Although it has cost about $90 million in construction and maintenance fees so far, Santa Barbara’s desalination plant, which opened in 1991, operated for only a few months before being shut down for decades and was only brought back online in 2015. While MWD’s proposed water-sharing deal is a slam dunk for Santa Barbara, given that the city is desperate to pay off the plant’s enormous cost, critics say it’s a waste of money for Montecito. They point to the fact that the contract would force Montecito to purchase 1,400 acre feet of water per year at $3,000 per acre foot for five decades regardless of whether or not it needs the water during any particular year.

“What the current board did is find an organization that would help them with excess water,” Shaikewitz argued. “It doesn’t make sense to spend serious dollars when you don’t need it,” he concludes. “Sure, if everyone’s water all of a sudden turns off and there is no more water for the next 50 years, we’ll have a problem. Is that going to happen? Probably not. So, is it necessary to pay $4 million for the next 50 years? I don’t think so.”
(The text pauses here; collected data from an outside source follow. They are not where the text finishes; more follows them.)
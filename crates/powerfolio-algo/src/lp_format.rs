//! CPLEX LP text export of a built model.

use crate::expr::{LinearExpr, VarId};
use crate::model::AlgebraicModel;
use crate::objective::ObjectiveSense;
use crate::variables::BoundPolicy;
use anyhow::{Context, Result};
use std::io::{self, Write};
use std::path::Path;

const TERMS_PER_LINE: usize = 8;

/// Keeps the characters LP readers accept in names and replaces the rest.
fn sanitize(name: &str) -> String {
    const EXTRA: &str = "!\"#$%&()/,.;?@_`'{}|~";
    let mut out: String = name
        .chars()
        .map(|c| {
            if c.is_ascii_alphanumeric() || EXTRA.contains(c) {
                c
            } else {
                '_'
            }
        })
        .collect();
    if out.starts_with(|c: char| c.is_ascii_digit() || c == '.') {
        out.insert(0, '_');
    }
    out
}

fn write_expr<W: Write>(out: &mut W, expr: &LinearExpr, names: &[String]) -> io::Result<()> {
    if expr.terms().is_empty() {
        // a row needs at least one column to parse
        return match names.first() {
            Some(name) => write!(out, " 0 {name}"),
            None => write!(out, " 0"),
        };
    }
    for (i, (var, coefficient)) in expr.terms().iter().enumerate() {
        if i > 0 && i % TERMS_PER_LINE == 0 {
            write!(out, "\n   ")?;
        }
        let sign = if *coefficient < 0.0 { '-' } else { '+' };
        write!(out, " {sign} {} {}", coefficient.abs(), names[var.index()])?;
    }
    Ok(())
}

/// Renders `model` in CPLEX LP format.
pub fn write_lp<W: Write>(model: &AlgebraicModel, out: &mut W) -> io::Result<()> {
    let coords = model.coords();
    let registry = model.registry();
    let names: Vec<String> = (0..model.num_columns())
        .map(|c| sanitize(&registry.column_name(VarId(c), coords)))
        .collect();

    let objective = model.objective();
    writeln!(out, "\\ powerfolio model: {} columns, {} rows", names.len(), model.num_rows())?;
    writeln!(
        out,
        "{}",
        match objective.sense {
            ObjectiveSense::Maximize => "Maximize",
            ObjectiveSense::Minimize => "Minimize",
        }
    )?;
    write!(out, " obj:")?;
    write_expr(out, &objective.expression, &names)?;
    if objective.expression.constant() != 0.0 {
        write!(out, " + {}", objective.expression.constant())?;
    }
    writeln!(out)?;

    writeln!(out, "Subject To")?;
    for family in model.constraints() {
        for row in family.rows() {
            let label = sanitize(&format!(
                "{}({})",
                family.name(),
                coords.describe(family.dims(), &row.point)
            ));
            write!(out, " {label}:")?;
            write_expr(out, &row.relation.expr, &names)?;
            writeln!(out, " {} {}", row.relation.sense, row.relation.rhs)?;
        }
    }

    writeln!(out, "Bounds")?;
    for variable in registry.iter() {
        if variable.bound() == BoundPolicy::Unbounded {
            for c in variable.columns() {
                writeln!(out, " {} free", names[c])?;
            }
        }
    }

    let binaries: Vec<&str> = registry
        .iter()
        .filter(|v| v.bound().is_integer())
        .flat_map(|v| v.columns())
        .map(|c| names[c].as_str())
        .collect();
    if !binaries.is_empty() {
        writeln!(out, "Binaries")?;
        for chunk in binaries.chunks(TERMS_PER_LINE) {
            writeln!(out, " {}", chunk.join(" "))?;
        }
    }
    writeln!(out, "End")
}

pub fn write_lp_file(model: &AlgebraicModel, path: &Path) -> Result<()> {
    let file = std::fs::File::create(path)
        .with_context(|| format!("creating LP file at {}", path.display()))?;
    let mut writer = io::BufWriter::new(file);
    write_lp(model, &mut writer).with_context(|| format!("writing LP to {}", path.display()))?;
    writer
        .flush()
        .with_context(|| format!("flushing {}", path.display()))
}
Another MWD board member who lost his seat in 2018 is Charles Newman, who also opposes the WSA. “There are those in the community who believe they are entitled to receive as much water as they care to pay for, and there are those who believe it should be used sparingly and in an environmentally responsible way,” he said. “Of course, the more local the source and the more control you have over it, the better, unquestionably. However, the question is at what cost and not just financial but environmental? Desalination is an intense user of energy, specifically electricity. So, this deal comes at an enormous expense and is environmentally irresponsible.”
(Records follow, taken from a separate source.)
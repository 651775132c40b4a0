//! Validated energy system: portfolio + horizon + scenarios.
//!
//! [`EnergySystem::new`] is the only way to obtain one, so everything
//! downstream may assume names are unique, numeric fields are in range,
//! probabilities sum to one and every profile has horizon length.

use crate::assets::Portfolio;
use crate::dimension::Dimension;
use crate::error::{ModelError, ModelResult};
use crate::scenario::{ProfileKind, Scenario};
use serde::{Deserialize, Serialize};
use std::collections::HashSet;

/// Tolerance on the sum of scenario probabilities.
pub const PROBABILITY_TOLERANCE: f64 = 1e-9;

/// Discretised planning horizon.
#[derive(Debug, Clone, PartialEq, Eq, Serialize, Deserialize)]
pub struct Horizon {
    labels: Vec<String>,
}

impl Horizon {
    /// `steps` periods labelled `"0"`, `"1"`, ...
    pub fn new(steps: usize) -> Self {
        Self {
            labels: (0..steps).map(|t| t.to_string()).collect(),
        }
    }

    pub fn with_labels<I, S>(labels: I) -> Self
    where
        I: IntoIterator<Item = S>,
        S: Into<String>,
    {
        Self {
            labels: labels.into_iter().map(Into::into).collect(),
        }
    }

    pub fn steps(&self) -> usize {
        self.labels.len()
    }

    pub fn labels(&self) -> &[String] {
        &self.labels
    }
}

#[derive(Debug, Clone, PartialEq, Serialize)]
pub struct EnergySystem {
    portfolio: Portfolio,
    horizon: Horizon,
    scenarios: Vec<Scenario>,
}

impl EnergySystem {
    pub fn new(
        portfolio: Portfolio,
        horizon: Horizon,
        scenarios: Vec<Scenario>,
    ) -> ModelResult<Self> {
        let system = Self {
            portfolio,
            horizon,
            scenarios,
        };
        system.validate()?;
        Ok(system)
    }

    /// A system with one certain scenario.
    pub fn deterministic(
        portfolio: Portfolio,
        horizon: Horizon,
        scenario: Scenario,
    ) -> ModelResult<Self> {
        let scenario = Scenario {
            name: crate::scenario::DETERMINISTIC_SCENARIO.to_string(),
            probability: 1.0,
            ..scenario
        };
        Self::new(portfolio, horizon, vec![scenario])
    }

    pub fn portfolio(&self) -> &Portfolio {
        &self.portfolio
    }

    pub fn horizon(&self) -> &Horizon {
        &self.horizon
    }

    pub fn scenarios(&self) -> &[Scenario] {
        &self.scenarios
    }

    pub fn is_stochastic(&self) -> bool {
        self.scenarios.len() > 1
    }

    fn validate(&self) -> ModelResult<()> {
        self.portfolio.validate()?;
        if self.horizon.steps() == 0 {
            return Err(ModelError::validation("horizon must have at least one step"));
        }
        let mut labels = HashSet::new();
        for label in self.horizon.labels() {
            if !labels.insert(label.as_str()) {
                return Err(ModelError::DuplicateLabel {
                    dimension: Dimension::Time,
                    label: label.clone(),
                });
            }
        }
        self.validate_scenarios()?;
        for scenario in &self.scenarios {
            self.validate_profiles(scenario)?;
        }
        if self.portfolio.markets().next().is_none() {
            self.validate_peak_power()?;
        }
        Ok(())
    }

    fn validate_scenarios(&self) -> ModelResult<()> {
        if self.scenarios.is_empty() {
            return Err(ModelError::validation("at least one scenario is required"));
        }
        let mut names = HashSet::new();
        for scenario in &self.scenarios {
            if !names.insert(scenario.name.as_str()) {
                return Err(ModelError::DuplicateLabel {
                    dimension: Dimension::Scenario,
                    label: scenario.name.clone(),
                });
            }
            if !(0.0..=1.0).contains(&scenario.probability) {
                return Err(ModelError::validation(format!(
                    "scenario '{}': probability {} outside [0, 1]",
                    scenario.name, scenario.probability
                )));
            }
        }
        let total: f64 = self.scenarios.iter().map(|s| s.probability).sum();
        if (total - 1.0).abs() > PROBABILITY_TOLERANCE {
            return Err(ModelError::validation(format!(
                "scenario probabilities must sum to 1, got {total}"
            )));
        }
        Ok(())
    }

    fn validate_profiles(&self, scenario: &Scenario) -> ModelResult<()> {
        let steps = self.horizon.steps();
        let expect_kind = |kind: ProfileKind, dimension: Dimension| -> ModelResult<()> {
            for asset in scenario.profiles(kind).keys() {
                let owner = self.portfolio.get(asset).map(|a| a.dimension());
                if owner != Some(dimension) {
                    return Err(ModelError::validation(format!(
                        "scenario '{}': {kind} profile '{asset}' does not name a {dimension}",
                        scenario.name
                    )));
                }
            }
            Ok(())
        };
        expect_kind(ProfileKind::AvailableCapacity, Dimension::Generator)?;
        expect_kind(ProfileKind::Load, Dimension::Load)?;
        expect_kind(ProfileKind::MarketPrice, Dimension::Market)?;

        for kind in [
            ProfileKind::AvailableCapacity,
            ProfileKind::Load,
            ProfileKind::MarketPrice,
        ] {
            let non_negative = kind == ProfileKind::Load;
            for (asset, values) in scenario.profiles(kind) {
                let bad = values
                    .iter()
                    .find(|v| !v.is_finite() || (non_negative && **v < 0.0));
                if let Some(bad) = bad {
                    let rule = if non_negative {
                        "finite and non-negative"
                    } else {
                        "finite"
                    };
                    return Err(ModelError::validation(format!(
                        "scenario '{}': {kind} profile for '{asset}' holds {bad}; values must be {rule}",
                        scenario.name
                    )));
                }
            }
        }

        for load in self.portfolio.loads() {
            scenario.required_profile(ProfileKind::Load, &load.name, steps)?;
        }
        for market in self.portfolio.markets() {
            scenario.required_profile(ProfileKind::MarketPrice, &market.name, steps)?;
        }
        for generator in self.portfolio.generators() {
            let Some(profile) =
                scenario.optional_profile(ProfileKind::AvailableCapacity, &generator.name, steps)?
            else {
                continue;
            };
            if let Some(bad) = profile
                .iter()
                .find(|v| !(0.0..=generator.nominal_power).contains(*v))
            {
                return Err(ModelError::validation(format!(
                    "scenario '{}': available capacity {bad} for '{}' outside [0, {}]",
                    scenario.name, generator.name, generator.nominal_power
                )));
            }
        }
        Ok(())
    }

    /// Without markets, demand must be coverable by generation plus discharge.
    fn validate_peak_power(&self) -> ModelResult<()> {
        let supply: f64 = self
            .portfolio
            .generators()
            .map(|g| g.nominal_power)
            .chain(self.portfolio.batteries().map(|b| b.max_power))
            .sum();
        for scenario in &self.scenarios {
            for t in 0..self.horizon.steps() {
                let demand: f64 = scenario.loads.values().map(|profile| profile[t]).sum();
                if demand > supply {
                    return Err(ModelError::validation(format!(
                        "scenario '{}': demand {demand} at step '{}' exceeds available supply {supply}",
                        scenario.name,
                        self.horizon.labels()[t]
                    )));
                }
            }
        }
        Ok(())
    }
}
Bob Roebuck, MWD’s former general manager, also agrees with that assessment. “We had a 1,200-year drought this past decade,” he said. “That meant we had to take some drastic measures to conserve water, but it also led to this water-sharing agreement because some people would rather have more water, even if it’s expensive, rather than be told to conserve.” Roebuck believes that Montecito would be better off relying on state water as well as so-called “water banks,” essentially paper agreements that allow water districts such as Montecito to purchase state water from other districts that don’t need it. “There are a lot of districts that have their own supply of water and will never use all their state water,” he explained. “And it’s a lot cheaper to purchase that water from them than it is to pay for desalinated water for the next fifty years.”

Unlikely Allies

California water politics make for some strange bedfellows, however, and not all conservation proponents oppose MWD’s water-sharing proposal, including CWIN’s Carolee Krieger. She believes that the State Water Project is too overburdened with competing claims and too unreliable in drought conditions for Montecito. “I believe desalination is a way more reliable source than the State Water Project,” said Krieger. And desalination, if done correctly, can be cost-effective and environmentally healthy. It’s the best insurance policy for any California coastal city.”

Krieger added that technological advancements, including in the area of underwater wave energy, show great promise for the future of desalination. And she supports the Water Board’s basic goal of achieving locally sourced water instead of depending on state water or unreliable water banks. “What they are saying is everything we are saying,” she concludes. “The solution for Montecito is to go local.”